Desde o tempo de Tchakhotin, os mecanismos de violação das massas tornaram-se muito mais qualificados tecnologicamente e muito mais dirigidos, através da utilização das redes sociais, a cada um individualmente. Não apelam à formação de grandes movimentos de massas, mas incitam à criação de bolhas que repetem, reiteram e divulgam as mensagens da nova extrema direita, mensagens e apelos que se revelam, aliás, móveis e flexíveis, dentro da fidelidade ao núcleo duro da ideologia.
Pensar que o que vem aí é inteiramente novo é tão falacioso como julgar que nada há de novo sob o sol ardente do fascismo. Mas o nosso pensamento, a nossa análise, a nossa crítica devem dirigir-se em prioridade ao que de novo traz essa procissão de velhos fantoches, às técnicas sofisticadas que utilizam, aos métodos de que se servem, às falsidades que conseguem impor como verdades, ao mecanismo do fake.
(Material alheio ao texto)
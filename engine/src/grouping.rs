//! Day buckets over an already ordered message sequence, plus the labels the
//! chat window renders on top of them.

use chatsync_messaging::Message;
use chrono::{DateTime, NaiveDate, TimeZone, Utc};
use serde::Serialize;
use std::fmt::{self, Display};

#[derive(Debug, Clone, PartialEq, Eq, Serialize)]
pub struct DayGroup {
    /// Calendar day in the grouping time zone.
    pub day: NaiveDate,
    pub messages: Vec<Message>,
}

/// Starts a new group whenever the local calendar day differs from the
/// previous group's day. Never reorders: input order is assumed chronological.
pub fn group_by_day<Tz: TimeZone>(messages: &[Message], tz: &Tz) -> Vec<DayGroup> {
    let mut groups: Vec<DayGroup> = Vec::new();
    for message in messages {
        let day = message.timestamp.with_timezone(tz).date_naive();
        match groups.last_mut() {
            Some(group) if group.day == day => group.messages.push(message.clone()),
            _ => groups.push(DayGroup {
                day,
                messages: vec![message.clone()],
            }),
        }
    }
    groups
}

#[derive(Debug, Clone, Copy, PartialEq, Eq)]
pub enum DayLabel {
    Today,
    Yesterday,
    Date(NaiveDate),
}

impl DayLabel {
    pub fn for_day(day: NaiveDate, today: NaiveDate) -> Self {
        if day == today {
            Self::Today
        } else if today.pred_opt() == Some(day) {
            Self::Yesterday
        } else {
            Self::Date(day)
        }
    }
}

impl Display for DayLabel {
    fn fmt(&self, f: &mut fmt::Formatter<'_>) -> fmt::Result {
        match self {
            Self::Today => f.write_str("Today"),
            Self::Yesterday => f.write_str("Yesterday"),
            Self::Date(day) => write!(f, "{}", day.format("%B %d, %Y")),
        }
    }
}

/// Bubble timestamp: "HH:mm" today, "Yesterday HH:mm", else "Mon dd, HH:mm".
pub fn format_message_time<Tz>(timestamp: DateTime<Utc>, now: DateTime<Utc>, tz: &Tz) -> String
where
    Tz: TimeZone,
    Tz::Offset: Display,
{
    let local = timestamp.with_timezone(tz);
    let today = now.with_timezone(tz).date_naive();
    match DayLabel::for_day(local.date_naive(), today) {
        DayLabel::Today => local.format("%H:%M").to_string(),
        DayLabel::Yesterday => format!("Yesterday {}", local.format("%H:%M")),
        DayLabel::Date(_) => local.format("%b %d, %H:%M").to_string(),
    }
}

#[cfg(test)]
mod tests {
    use super::*;
    use chatsync_messaging::{MessageId, UserId};
    use chrono::FixedOffset;

    fn message(id: &str, timestamp: DateTime<Utc>) -> Message {
        Message::new(
            MessageId::new(id),
            UserId::new("me"),
            UserId::new("peer"),
            "text",
            timestamp,
        )
        .unwrap()
    }

    fn utc(day: u32, hour: u32) -> DateTime<Utc> {
        Utc.with_ymd_and_hms(2024, 5, day, hour, 0, 0).unwrap()
    }

    #[test]
    fn two_days_make_two_groups_in_order() {
        let messages = vec![
            message("a", utc(1, 9)),
            message("b", utc(1, 10)),
            message("c", utc(2, 9)),
        ];

        let groups = group_by_day(&messages, &Utc);

        assert_eq!(groups.len(), 2);
        assert_eq!(groups[0].day, NaiveDate::from_ymd_opt(2024, 5, 1).unwrap());
        let first: Vec<&str> = groups[0].messages.iter().map(|m| m.id.as_str()).collect();
        assert_eq!(first, vec!["a", "b"]);
        assert_eq!(groups[1].messages[0].id.as_str(), "c");
    }

    #[test]
    fn grouping_uses_local_calendar_day() {
        // 23:30 UTC on the 1st is already the 2nd at UTC+2.
        let messages = vec![
            message("a", Utc.with_ymd_and_hms(2024, 5, 1, 23, 30, 0).unwrap()),
            message("b", utc(2, 8)),
        ];

        assert_eq!(group_by_day(&messages, &Utc).len(), 2);

        let plus_two = FixedOffset::east_opt(2 * 3600).unwrap();
        let groups = group_by_day(&messages, &plus_two);
        assert_eq!(groups.len(), 1);
        assert_eq!(groups[0].day, NaiveDate::from_ymd_opt(2024, 5, 2).unwrap());
    }

    #[test]
    fn empty_input_yields_no_groups() {
        assert!(group_by_day(&[], &Utc).is_empty());
    }

    #[test]
    fn day_labels() {
        let today = NaiveDate::from_ymd_opt(2024, 3, 1).unwrap();
        let yesterday = NaiveDate::from_ymd_opt(2024, 2, 29).unwrap();
        let older = NaiveDate::from_ymd_opt(2024, 2, 5).unwrap();

        assert_eq!(DayLabel::for_day(today, today).to_string(), "Today");
        assert_eq!(DayLabel::for_day(yesterday, today).to_string(), "Yesterday");
        assert_eq!(
            DayLabel::for_day(older, today).to_string(),
            "February 05, 2024"
        );
    }

    #[test]
    fn message_times() {
        let now = utc(10, 18);

        assert_eq!(format_message_time(utc(10, 9), now, &Utc), "09:00");
        assert_eq!(format_message_time(utc(9, 21), now, &Utc), "Yesterday 21:00");
        assert_eq!(format_message_time(utc(3, 7), now, &Utc), "May 03, 07:00");
    }
}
Escrevo-vos de Paris. À parte existir aqui uma extrema esquerda forte (ao contrário da nossa), enquanto nós ainda temos um partido socialista (por enquanto) mais forte do que o de cá, a extrema direita por estes lados prospera e cresce, mais lida e educada do que a nossa, é certo, mas é a vida, a esquerda que não quer submeter-se a Mélenchon (o PS, nomeadamente) tergiversa e divide-se, a direita oscila entre um Macron enfraquecido e uma extrema direita confusa, depois da condenação e consequente inelegibilidade de Marine Le Pen, o que permite manter os mesmos objetivos: como conseguir diminuir as conquistas sociais dos trabalhadores?
Nem a guerra, tão iminente, parece afetar grandemente a opinião pública. Mas diz-se que era assim do mesmo modo o ambiente em Paris em 1914 e em 1939. E que havemos nós de fazer, qual é o nosso poder enquanto europeus, que rosto mostraremos ao mundo, nós que nem um extermínio a decorrer sob os nossos olhos, em Gaza, conseguimos contrariar?